“Foi uma morte condenar o menino a onze anos pelo que não foi dele”, diz mãe de Rafael Braga

    Em ato que reuniu dezenas de pessoas no Centro do Rio para pedir a liberdade do ex-catador de latas preso injustamente, Adriana Braga fala à Ponte sobre seu sentimento diante da notícia da condenação do filho a 11 anos de prisão

    “Foi uma morte condenar o menino a onze anos pelo que não foi dele, forjado. Não consigo viver ainda não. É só tristeza. De vez em quando chorando. Não vou me conformar nunca com isso aí. Onze anos de prisão, não vou me conformar. É uma injustiça o que eles fizeram”, desabafa Adriana Braga, mãe do ex-catador de latas Rafael Braga Vieira, em entrevista à Ponte Jornalismo, sobre a decisão do juiz Ricardo Coronha Pinheiro, que, no dia 20 de abril, condenou o ex-catador de latas a onze anos e três meses de prisão, por tráfico e associação ao tráfico de drogas.

    Depois de trabalhar durante o dia catando latas e visitar o filho na prisão, como faz às quintas-feiras, Adriana foi cansada para o ato pela liberdade de Rafael, que, na noite desta quinta-feira (22/6), reuniu dezenas de pessoas na porta do TJRJ (Tribunal de Justiça do Estado do Rio de Janeiro), no Centro da capital fluminense, reforçando o apoio de ativistas e movimentos de favelas a Rafael Braga e seus advogados de defesa, que aguardam a abertura do prazo para fazer as apelações.

    Para Adriana Braga, notícia da condenação do filho “foi uma morte” | Foto: Luiza Sansão

    Indignados, levando faixas e clamando pela liberdade de Rafael Braga, ativistas e mulheres que tiveram seus filhos mortos por policiais caminharam até a Lapa, percorrendo as ruas Erasmo Braga, Sete de Setembro, avenida Rio Branco e Evaristo da Veiga, onde atraíram a atenção de pessoas bem-vestidas que chegavam ao imponente Theatro Municipal, contando, no alto e bom som de um megafone, quem é Rafael Braga e por que tanta gente estava ali, reunida, para pedir sua liberdade.
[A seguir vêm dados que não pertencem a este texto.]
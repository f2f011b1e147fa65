use serde::{Deserialize, Serialize};

/// Which trie encoding a [`MerkleProof`] should be checked against.
#[derive(Serialize, Deserialize, Clone, Copy, Debug, PartialEq, Eq)]
pub enum Domain {
    Ethereum,
    Substrate,
}

/// A proof request: the claimed root, the proof's raw node set, and the
/// keys being checked against it.
#[derive(Serialize, Deserialize, Clone, Debug)]
pub struct MerkleProof {
    pub root: [u8; 32],
    pub proof: Vec<Vec<u8>>,
    pub keys: Vec<Vec<u8>>,
    pub domain: Domain,
}

/// The verified value for each requested key, alongside the root and
/// domain they were checked against.
#[derive(Serialize, Deserialize, Clone, Debug)]
pub struct ProofOutput {
    pub domain: Domain,
    pub root: [u8; 32],
    pub keys: Vec<Vec<u8>>,
    pub values: Vec<Vec<u8>>,
}
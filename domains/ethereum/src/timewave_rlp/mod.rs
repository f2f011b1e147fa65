//! A small RLP (Recursive Length Prefix) codec, written the way
//! `alloy-rlp` is, vendored so the trie decoder below has no external RLP
//! dependency to trust.

mod decode;
pub use decode::{decode_exact, Decodable, Rlp};

mod encode;
pub use encode::{
    encode, encode_iter, encode_list, length_of_length, list_length, Encodable, MaxEncodedLen,
    MaxEncodedLenAssoc,
};

mod error;
pub use error::{Error, Result};

mod header;
pub use header::{Header, PayloadView};

#[doc(no_inline)]
pub use bytes::{Buf, BufMut, Bytes, BytesMut};

/// RLP prefix byte for a 0-length string.
pub const EMPTY_STRING_CODE: u8 = 0x80;

/// RLP prefix byte for a 0-length list.
pub const EMPTY_LIST_CODE: u8 = 0xC0;
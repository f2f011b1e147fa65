//! The decoded node model shared by every trie encoding.
//!
//! A closed tagged union dispatched on by `match`, not virtual calls —
//! `Extension`/`Branch` are Ethereum-only, `NibbledBranch` is Substrate-only,
//! and a single enum with unused variants per encoding is intentional (see
//! DESIGN.md).

use crate::nibble::NibbleSlice;

/// Either an inline payload carried verbatim inside the parent's encoding,
/// or a 32-byte digest that must be resolved against the proof set.
#[derive(Debug, Clone, Copy)]
pub enum ChildHandle<'a> {
    Hash([u8; 32]),
    Inline(&'a [u8]),
}

pub type Children<'a> = [Option<ChildHandle<'a>>; 16];

#[derive(Debug)]
pub enum NodeKind<'a> {
    Empty,
    Leaf {
        key: NibbleSlice<'a>,
        value: ChildHandle<'a>,
    },
    /// Ethereum only.
    Extension {
        key: NibbleSlice<'a>,
        child: ChildHandle<'a>,
    },
    /// Ethereum only.
    Branch {
        children: Children<'a>,
        value: Option<ChildHandle<'a>>,
    },
    /// Substrate only.
    NibbledBranch {
        key: NibbleSlice<'a>,
        children: Children<'a>,
        value: Option<ChildHandle<'a>>,
    },
}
    Adriana Braga de mãos dadas com as mães de vítimas de violência de Estado Irone Santiago e Ana Paula de Oliveira | Foto: Luiza Sansão

    Para o advogado Carlos Eduardo Martins, do DDH (Instituto de Defensores dos Direitos Humanos), que atua na defesa de Rafael desde dezembro de 2013, após sua condenação em primeira instância, a mobilização pela liberdade do ex-catador de latas é um apoio muito importante no sentido de “mudar a opinião pública, não só no estado do Rio, mas no Brasil, para o caso que é o espelho da realidade de uma juventude negra, pobre, que abarrota o sistema carcerário do Rio e do Brasil”. Além disso, Martins acredita na necessidade de sensibilizar o Judiciário.

    “A linha de argumentação jurídica está estruturada no sentido da injustiça da condenação do Rafael. O que falta é uma campanha de sensibilização para sacudir as bases do Judiciário, para que ele repense sobre seu papel de garantidor dos direitos fundamentais, principalmente para essa juventude negra, pobre, proletária, que tem sistematicamente seus direitos violados por uma atuação que não respeita minimamente o seu caráter dignitário de ser humano”, afirma o advogado.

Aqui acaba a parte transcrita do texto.